Im laying here, next to Ricky, both of us nude and under the blankets. I am watching sleep. My head resting on his arm. Remembering the many times we did this before . The times I woke up with him next to me looking at me with the same love I see in his eyes when he is awake . Sleeping I am not sure but I think he has a slight smile on his face and I wonder what he is dreaming about. He doesn’t have that stressed out look in his brow that he did when we met again after all these years. I look at Ricky and I can still feel his mouth on my breasts and nipples. Rickys still soft lips I loved kissing and missed kissing me, on the lips, on my body. His fingers are a bit calloused now from playing guitar. But still gentle when he runs them up and down my body and when he holds my face to pull me closer to kiss. He’s got a bit of a pot belly now but he is still ticklish and when I run my fingers down his chest and over his stomach, that slight quiver from being aroused. My hand running down to his groin and running my fingers over the shaft of his penis. Over the head of his penis and hearing a deep moan. Watching Ricky getting erect beneath my touch. How thick his penis is and how my vagina squeezes it. Feeling his hot , hard penis entering me . Siding in all of it feeling his balls pressing against the lips of my vagina. Feeling his body on top of mine. Running my fingers up and down his back down to his ass. pushing inside me as deep as I can take it.
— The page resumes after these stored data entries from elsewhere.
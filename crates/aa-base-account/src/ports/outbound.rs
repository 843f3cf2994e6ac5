//! # Outbound Ports (Driven Ports / SPI)
//!
//! Collaborators the base account depends on. All calls are synchronous
//! and all-or-nothing.

use shared_crypto::Secp256k1PublicKey;
use shared_types::{AccountAddress, CollaboratorError, ExecutionContext, StoreError};

/// Source of block header information.
pub trait HeaderService: Send + Sync {
    /// Chain id of the chain currently executing.
    fn get_chain_id(&self) -> Result<String, CollaboratorError>;
}

/// Registry assigning account numbers.
pub trait AccountRegistry: Send + Sync {
    /// Account number for `address`, or `None` if the account is unknown.
    fn get_account_number(&self, address: &AccountAddress)
        -> Result<Option<u64>, CollaboratorError>;
}

/// Decides which callers may drive privileged account operations.
pub trait CallerAuthority: Send + Sync {
    fn is_privileged_caller(&self, ctx: &ExecutionContext) -> bool;
}

/// Converts between address bytes and their string form.
pub trait AddressCodec: Send + Sync {
    fn bytes_to_string(&self, address: &AccountAddress) -> Result<String, CollaboratorError>;
    fn string_to_bytes(&self, text: &str) -> Result<AccountAddress, CollaboratorError>;
}

/// Per-account state: the public key and the sequence counter.
///
/// The store is the only place either value is mutated.
pub trait AccountStateStore: Send + Sync {
    /// Create the account with `pub_key` and sequence 0.
    ///
    /// Fails with `StoreError::AlreadyExists` if the account exists. An
    /// existing sequence is never reset.
    fn initialize(
        &self,
        account: &AccountAddress,
        pub_key: Secp256k1PublicKey,
    ) -> Result<(), StoreError>;

    /// Atomically return the current sequence and store its successor.
    ///
    /// Two concurrent callers never observe the same value. Fails with
    /// `StoreError::NotFound`, creating nothing, for unknown accounts.
    fn fetch_and_increment_sequence(&self, account: &AccountAddress) -> Result<u64, StoreError>;

    /// The next sequence to be consumed (0 for unknown accounts).
    fn current_sequence(&self, account: &AccountAddress) -> Result<u64, StoreError>;

    fn public_key(&self, account: &AccountAddress)
        -> Result<Option<Secp256k1PublicKey>, StoreError>;

    /// Replace the key of an existing account.
    ///
    /// Fails with `StoreError::NotFound` if the account has no key.
    fn set_public_key(
        &self,
        account: &AccountAddress,
        pub_key: Secp256k1PublicKey,
    ) -> Result<(), StoreError>;
}
//! # Signing Errors
//!
//! Error types for decoding, sign-mode resolution and sign-bytes production.

use super::sign_mode::SignMode;
use thiserror::Error;

/// Errors raised while turning a raw transaction into sign-bytes.
#[derive(Debug, Clone, Error, PartialEq, Eq)]
pub enum SigningError {
    /// Raw bytes could not be decoded.
    #[error("Failed to decode {what}: {reason}")]
    Decode { what: &'static str, reason: String },

    /// A value could not be encoded.
    #[error("Failed to encode {what}: {reason}")]
    Encode { what: &'static str, reason: String },

    /// Mode descriptor has no shape at all.
    #[error("Sign mode descriptor is empty")]
    EmptyModeInfo,

    /// Multi-signer descriptors are never accepted by a single account.
    #[error("Only single-signer sign modes are accepted, got composite descriptor with {0} entries")]
    CompositeSignMode(usize),

    /// The mode number does not name any known sign mode.
    #[error("Unknown sign mode: {0}")]
    UnknownSignMode(i32),

    /// No handler is registered for a known mode.
    #[error("No handler registered for sign mode {0}")]
    HandlerNotFound(SignMode),

    /// The handler exists but refuses this transaction.
    #[error("Sign mode {mode} cannot sign this transaction: {reason}")]
    Unsignable { mode: SignMode, reason: String },
}

impl SigningError {
    /// True for errors that mean "this sign mode is not usable here".
    pub fn is_unsupported_mode(&self) -> bool {
        matches!(
            self,
            Self::CompositeSignMode(_)
                | Self::UnknownSignMode(_)
                | Self::HandlerNotFound(_)
                | Self::Unsignable { .. }
        )
    }
}
//! # Property Tests
//!
//! Randomised checks of the authentication invariants: any corruption of
//! a valid signature is rejected, any wrong claimed sequence is rejected,
//! and every attempt past the preconditions advances the sequence by one.

#[cfg(test)]
mod tests {
    use crate::fixtures::{sample_body, TestAccount};
    use aa_base_account::{AccountAuthenticationApi, AuthError};
    use aa_tx_signing::SignMode;
    use proptest::prelude::*;

    fn sign_mode() -> impl Strategy<Value = SignMode> {
        prop_oneof![
            Just(SignMode::Direct),
            Just(SignMode::Textual),
            Just(SignMode::LegacyAminoJson),
        ]
    }

    proptest! {
        #![proptest_config(ProptestConfig::with_cases(32))]

        #[test]
        fn prop_bit_flip_in_signature_rejected(
            mode in sign_mode(),
            byte in 0usize..64,
            bit in 0u8..8,
        ) {
            let account = TestAccount::new();
            let mut request = account.sign_request(mode, 0);
            request.raw_tx.signatures[0][byte] ^= 1 << bit;

            let result = account
                .service
                .authenticate(&account.privileged_ctx(), &request);

            prop_assert!(matches!(result, Err(AuthError::SignatureInvalid(_))));
            prop_assert_eq!(account.sequence(), 1);
        }

        #[test]
        fn prop_wrong_claimed_sequence_rejected(
            start in 0u64..1_000,
            offset in 1u64..1_000,
            mode in sign_mode(),
        ) {
            let account = TestAccount::at_sequence(start);
            let request = account.sign_request(mode, start + offset);

            let err = account
                .service
                .authenticate(&account.privileged_ctx(), &request)
                .unwrap_err();

            prop_assert_eq!(err, AuthError::SequenceMismatch { expected: start, got: start + offset });
            prop_assert_eq!(account.sequence(), start + 1);
        }

        #[test]
        fn prop_memo_is_bound_by_signature(
            mode in sign_mode(),
            signed in "[a-z]{1,16}",
            submitted in "[A-Z]{1,16}",
        ) {
            let account = TestAccount::new();
            let original = account.sign_request_with(
                &account.keypair, mode, 0, sample_body(&signed),
            );
            let tampered = account.sign_request_with(
                &account.keypair, mode, 0, sample_body(&submitted),
            );
            let mut spliced = tampered;
            spliced.raw_tx.signatures = original.raw_tx.signatures;

            let result = account
                .service
                .authenticate(&account.privileged_ctx(), &spliced);

            prop_assert!(matches!(result, Err(AuthError::SignatureInvalid(_))));
        }
    }
}
//! # Signer Data Assembly
//!
//! Gathers everything a sign mode needs about the signing account. The
//! sequence is consumed before any other lookup, so every failure after
//! that point still leaves it advanced. An account that was never
//! initialised has no sequence to consume and fails first.

use crate::domain::errors::AuthError;
use crate::ports::outbound::{AccountRegistry, AccountStateStore, AddressCodec, HeaderService};
use aa_telemetry::{metric_inc, SEQUENCES_CONSUMED};
use aa_tx_signing::SignerData;
use shared_crypto::Secp256k1PublicKey;
use shared_types::{Any, ExecutionContext, StoreError};
use tracing::debug;

/// Builds [`SignerData`] for one authentication attempt.
pub struct SignerDataAssembler<'a, S, H, R, A> {
    store: &'a S,
    header: &'a H,
    registry: &'a R,
    codec: &'a A,
}

impl<'a, S, H, R, A> SignerDataAssembler<'a, S, H, R, A>
where
    S: AccountStateStore,
    H: HeaderService,
    R: AccountRegistry,
    A: AddressCodec,
{
    pub fn new(store: &'a S, header: &'a H, registry: &'a R, codec: &'a A) -> Self {
        Self {
            store,
            header,
            registry,
            codec,
        }
    }

    /// Assemble signer data for `ctx.whoami`, consuming its next sequence.
    ///
    /// Returns the account key alongside the data so the caller can verify
    /// without a second store read.
    pub fn assemble(
        &self,
        ctx: &ExecutionContext,
    ) -> Result<(Secp256k1PublicKey, SignerData), AuthError> {
        let account = &ctx.whoami;
        let address = self.codec.bytes_to_string(account)?;

        let sequence = self
            .store
            .fetch_and_increment_sequence(account)
            .map_err(|e| match e {
                StoreError::NotFound(_) => AuthError::PublicKeyNotSet(address.clone()),
                other => other.into(),
            })?;
        metric_inc!(SEQUENCES_CONSUMED);
        debug!(account = %address, sequence, "Consumed sequence");

        let chain_id = self.header.get_chain_id()?;

        let pub_key = self
            .store
            .public_key(account)?
            .ok_or_else(|| AuthError::PublicKeyNotSet(address.clone()))?;

        let account_number = self
            .registry
            .get_account_number(account)?
            .ok_or_else(|| AuthError::AccountNotFound(address.clone()))?;

        let data = SignerData {
            address,
            chain_id,
            account_number,
            sequence,
            pub_key: Any::new(pub_key.type_url(), pub_key.as_bytes().to_vec()),
        };

        Ok((pub_key, data))
    }
}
My very wet vagina being pumped by his hard thick penis. I get wet just thinking about his touch. And how much more I want of him. I want the same touch of his hands on my breasts and nipples when I straddle him and ride his very hard hot penis. And knowing he feels the juices on his penis when I climax. And feeling his sperm fill me. The cuddling and kissing afterwards and the caressing each others bodies. I watch Ricky sleep. I feel safe and more content than I have ever felt in many many years. The same way I felt when we were teens.

I love you Ricky, I always have and always will.